Huge amounts of American electricity is generated by polluting coal-fired power generating plants. Electric cars and solar cells on private homes are nice, but what technology exists to replace these antiquated workhorses of the electrical grid?
The answer may lie in a new technology that’s already generating power for 380,000 homes in California and sparking a mad rush for venture capital and land. While photovoltaic cells only capture roughly 20% of the sun’s energy, solar thermal technology can capture upwards of 40%. Total costs for solar thermal technology are rapidly approaching the costs for energy produced through fossil fuels (the stated goal of google.org’s renewable energy program), and a large solar thermal plant can produce similar amount of power as a full-sized coal plant.
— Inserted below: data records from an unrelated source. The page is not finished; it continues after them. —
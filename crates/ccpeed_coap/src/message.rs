//! CoAP message and its wire codec.

use crate::code::{Code, ContentFormat, MessageType};
use crate::error::{CoapError, CoapResult};
use crate::option::{decode_uint, encode_uint, BlockValue, CoapOption, OptionNumber};

/// Protocol version carried in every header.
pub const VERSION: u8 = 1;

/// Maximum token length in bytes.
pub const MAX_TOKEN_LEN: usize = 8;

const HEADER_LEN: usize = 4;
const PAYLOAD_MARKER: u8 = 0xff;

/// Largest option delta or length the extended 14 form can carry.
const MAX_OPTION_EXT: usize = 269 + 0xffff;

/// A CoAP message.
///
/// Options are kept ordered by number; repeated options keep their
/// insertion order, which is significant for Uri-Path.
#[derive(Debug, Clone, PartialEq, Eq)]
pub struct Message {
    /// Message type.
    pub message_type: MessageType,
    /// Method or response code.
    pub code: Code,
    /// Message ID used for deduplication and ACK matching.
    pub message_id: u16,
    /// Token used to match responses to requests.
    pub token: Vec<u8>,
    options: Vec<CoapOption>,
    /// Payload bytes.
    pub payload: Vec<u8>,
}

impl Message {
    /// Creates a message without token, options or payload.
    pub fn new(message_type: MessageType, code: Code, message_id: u16) -> Self {
        Self {
            message_type,
            code,
            message_id,
            token: Vec::new(),
            options: Vec::new(),
            payload: Vec::new(),
        }
    }

    /// Creates a confirmable request.
    pub fn request(code: Code, message_id: u16, token: Vec<u8>) -> Self {
        let mut message = Self::new(MessageType::Confirmable, code, message_id);
        message.token = token;
        message
    }

    /// Creates an empty acknowledgement for `message_id`.
    pub fn empty_ack(message_id: u16) -> Self {
        Self::new(MessageType::Acknowledgement, Code::EMPTY, message_id)
    }

    /// Creates a reset for `message_id`.
    pub fn reset(message_id: u16) -> Self {
        Self::new(MessageType::Reset, Code::EMPTY, message_id)
    }

    /// Sets the token.
    pub fn with_token(mut self, token: Vec<u8>) -> Self {
        self.token = token;
        self
    }

    /// Sets the payload.
    pub fn with_payload(mut self, payload: Vec<u8>) -> Self {
        self.payload = payload;
        self
    }

    /// All options in wire order.
    pub fn options(&self) -> &[CoapOption] {
        &self.options
    }

    /// Appends an option after any existing options with the same number.
    pub fn add_option(&mut self, number: OptionNumber, value: impl Into<Vec<u8>>) {
        let at = self
            .options
            .iter()
            .position(|o| o.number > number)
            .unwrap_or(self.options.len());
        self.options.insert(at, CoapOption::new(number, value));
    }

    /// Replaces every instance of an option with a single value.
    pub fn set_option(&mut self, number: OptionNumber, value: impl Into<Vec<u8>>) {
        self.remove_option(number);
        self.add_option(number, value);
    }

    /// Removes every instance of an option.
    pub fn remove_option(&mut self, number: OptionNumber) {
        self.options.retain(|o| o.number != number);
    }

    /// First value of an option.
    pub fn option(&self, number: OptionNumber) -> Option<&[u8]> {
        self.option_values(number).next()
    }

    /// All values of a repeatable option, in order.
    pub fn option_values(&self, number: OptionNumber) -> impl Iterator<Item = &[u8]> {
        self.options
            .iter()
            .filter(move |o| o.number == number)
            .map(|o| o.value.as_slice())
    }

    /// Sets Uri-Path from a `/`-separated path. Empty segments are dropped.
    pub fn set_uri_path(&mut self, path: &str) {
        self.remove_option(OptionNumber::URI_PATH);
        for segment in path.split('/').filter(|s| !s.is_empty()) {
            self.add_option(OptionNumber::URI_PATH, segment.as_bytes());
        }
    }

    /// Uri-Path segments joined with `/`.
    pub fn uri_path(&self) -> String {
        self.option_values(OptionNumber::URI_PATH)
            .map(String::from_utf8_lossy)
            .collect::<Vec<_>>()
            .join("/")
    }

    /// Content-Format option, if present.
    pub fn content_format(&self) -> CoapResult<Option<ContentFormat>> {
        self.option(OptionNumber::CONTENT_FORMAT)
            .map(|v| {
                let raw = decode_uint(v)?;
                u16::try_from(raw)
                    .map(ContentFormat::new)
                    .map_err(|_| CoapError::InvalidUint { len: v.len() })
            })
            .transpose()
    }

    /// Sets the Content-Format option.
    pub fn set_content_format(&mut self, format: ContentFormat) {
        self.set_option(
            OptionNumber::CONTENT_FORMAT,
            encode_uint(u32::from(format.value())),
        );
    }

    /// Block1 option, if present.
    pub fn block1(&self) -> CoapResult<Option<BlockValue>> {
        self.option(OptionNumber::BLOCK1)
            .map(BlockValue::decode)
            .transpose()
    }

    /// Sets the Block1 option.
    pub fn set_block1(&mut self, block: BlockValue) {
        self.set_option(OptionNumber::BLOCK1, block.encode());
    }

    /// Block2 option, if present.
    pub fn block2(&self) -> CoapResult<Option<BlockValue>> {
        self.option(OptionNumber::BLOCK2)
            .map(BlockValue::decode)
            .transpose()
    }

    /// Sets the Block2 option.
    pub fn set_block2(&mut self, block: BlockValue) {
        self.set_option(OptionNumber::BLOCK2, block.encode());
    }

    /// Returns true for 0.00 messages (pings, empty ACKs and resets).
    pub fn is_empty(&self) -> bool {
        self.code.is_empty()
    }

    /// Encodes the message into a datagram.
    pub fn encode(&self) -> CoapResult<Vec<u8>> {
        if self.token.len() > MAX_TOKEN_LEN {
            return Err(CoapError::InvalidTokenLength(self.token.len()));
        }

        let mut buf = Vec::with_capacity(HEADER_LEN + self.token.len() + self.payload.len() + 16);
        buf.push((VERSION << 6) | (self.message_type.bits() << 4) | self.token.len() as u8);
        buf.push(self.code.raw());
        buf.extend_from_slice(&self.message_id.to_be_bytes());
        buf.extend_from_slice(&self.token);

        let mut previous = 0u16;
        for option in &self.options {
            let delta = usize::from(option.number.value() - previous);
            let len = option.value.len();
            if len > MAX_OPTION_EXT {
                return Err(CoapError::OptionTooLong {
                    number: option.number.value(),
                    len,
                });
            }

            let (delta_nibble, delta_ext) = split_option_field(delta);
            let (len_nibble, len_ext) = split_option_field(len);
            buf.push((delta_nibble << 4) | len_nibble);
            buf.extend_from_slice(&delta_ext);
            buf.extend_from_slice(&len_ext);
            buf.extend_from_slice(&option.value);
            previous = option.number.value();
        }

        if !self.payload.is_empty() {
            buf.push(PAYLOAD_MARKER);
            buf.extend_from_slice(&self.payload);
        }

        Ok(buf)
    }

    /// Decodes a datagram.
    ///
    /// # Errors
    ///
    /// Returns an error for truncated input, unsupported versions, reserved
    /// option nibbles and other message format errors.
    pub fn decode(bytes: &[u8]) -> CoapResult<Self> {
        if bytes.len() < HEADER_LEN {
            return Err(CoapError::truncated("header"));
        }

        let version = bytes[0] >> 6;
        if version != VERSION {
            return Err(CoapError::InvalidVersion(version));
        }
        let message_type = MessageType::from_bits(bytes[0] >> 4);
        let token_len = usize::from(bytes[0] & 0x0f);
        if token_len > MAX_TOKEN_LEN {
            return Err(CoapError::InvalidTokenLength(token_len));
        }
        let code = Code::from_raw(bytes[1]);
        let message_id = u16::from_be_bytes([bytes[2], bytes[3]]);

        if code.is_empty() && bytes.len() != HEADER_LEN {
            return Err(CoapError::InvalidEmptyMessage);
        }

        let mut reader = Reader::new(&bytes[HEADER_LEN..]);
        let token = reader.take(token_len, "token")?.to_vec();

        let mut options = Vec::new();
        let mut number = 0usize;
        let mut payload = Vec::new();

        while let Some(byte) = reader.next_byte() {
            if byte == PAYLOAD_MARKER {
                let rest = reader.rest();
                if rest.is_empty() {
                    return Err(CoapError::EmptyPayload);
                }
                payload = rest.to_vec();
                break;
            }

            let delta = reader.option_field(byte >> 4, "option delta")?;
            let len = reader.option_field(byte & 0x0f, "option length")?;
            number += delta;
            let option_number = u16::try_from(number).map_err(|_| {
                CoapError::invalid_option_header(format!("option number {} overflows", number))
            })?;
            let value = reader.take(len, "option value")?;
            options.push(CoapOption::new(OptionNumber::new(option_number), value));
        }

        Ok(Self {
            message_type,
            code,
            message_id,
            token,
            options,
            payload,
        })
    }
}

/// Splits a delta or length into its 4-bit nibble and extension bytes.
fn split_option_field(value: usize) -> (u8, Vec<u8>) {
    if value < 13 {
        (value as u8, Vec::new())
    } else if value < 269 {
        (13, vec![(value - 13) as u8])
    } else {
        (14, ((value - 269) as u16).to_be_bytes().to_vec())
    }
}

struct Reader<'a> {
    data: &'a [u8],
    pos: usize,
}

impl<'a> Reader<'a> {
    fn new(data: &'a [u8]) -> Self {
        Self { data, pos: 0 }
    }

    fn next_byte(&mut self) -> Option<u8> {
        let byte = *self.data.get(self.pos)?;
        self.pos += 1;
        Some(byte)
    }

    fn take(&mut self, len: usize, context: &'static str) -> CoapResult<&'a [u8]> {
        if self.pos + len > self.data.len() {
            return Err(CoapError::truncated(context));
        }
        let bytes = &self.data[self.pos..self.pos + len];
        self.pos += len;
        Ok(bytes)
    }

    fn rest(&mut self) -> &'a [u8] {
        let rest = &self.data[self.pos..];
        self.pos = self.data.len();
        rest
    }

    fn option_field(&mut self, nibble: u8, context: &'static str) -> CoapResult<usize> {
        match nibble {
            0..=12 => Ok(usize::from(nibble)),
            13 => Ok(usize::from(self.take(1, context)?[0]) + 13),
            14 => {
                let ext = self.take(2, context)?;
                Ok(usize::from(u16::from_be_bytes([ext[0], ext[1]])) + 269)
            }
            _ => Err(CoapError::invalid_option_header(format!(
                "reserved nibble 15 in {}",
                context
            ))),
        }
    }
}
In a recent article the New York Times counted 10 plants in development in the Southwest, with 17 or more planned around the world:
On sunny afternoons, those 10 [U.S.] plants would produce as much electricity as three nuclear reactors, but they can be built in as little as two years, compared with a decade or longer for a nuclear plant. Some of the new plants will feature systems that allow them to store heat and generate electricity for hours after sunset.
The technology begins with this map, which shows what any visitor already knows: the American southwest is drenched in high intensity sunlight ideal for solar power generation.
FPL Energy employs giant parabolic mirrors to concentrate the sun’s rays onto a liquid-filled pipe, used to drive a large turbine. Stirling Energy uses parabolic mirrors to focus the sun’s rays onto sealed Sterling engines.
Here is the relatively straightforward plan of an FPL-type concentrating solar thermal plant. While this design contains a supplementary natural gas boiler, new plant designs will feature mechanisms to store energy for cloudy periods or evenings.
The phenomenon is global, and a new solar thermal plan recently came online in Australia, and an Abu Dhabi firm has announced plans to aggressively invest in solar thermal technology across the world’s “sun belt,” with the American Southwest a primary target for investment.
While it sounds promising, can the technology produce enough power to drive both our homes and our cars, even at night? One enterprising California power company thinks so, even though Wired magazine is a bit skeptical of the hype. At the very least, short huge new power lines the cloudy Northeast and Northwest may have to look to other sources. As Wired points out, “There’s a long road from a prototype plant in Bakersfield to providing 90 percent of the nation’s electric needs.”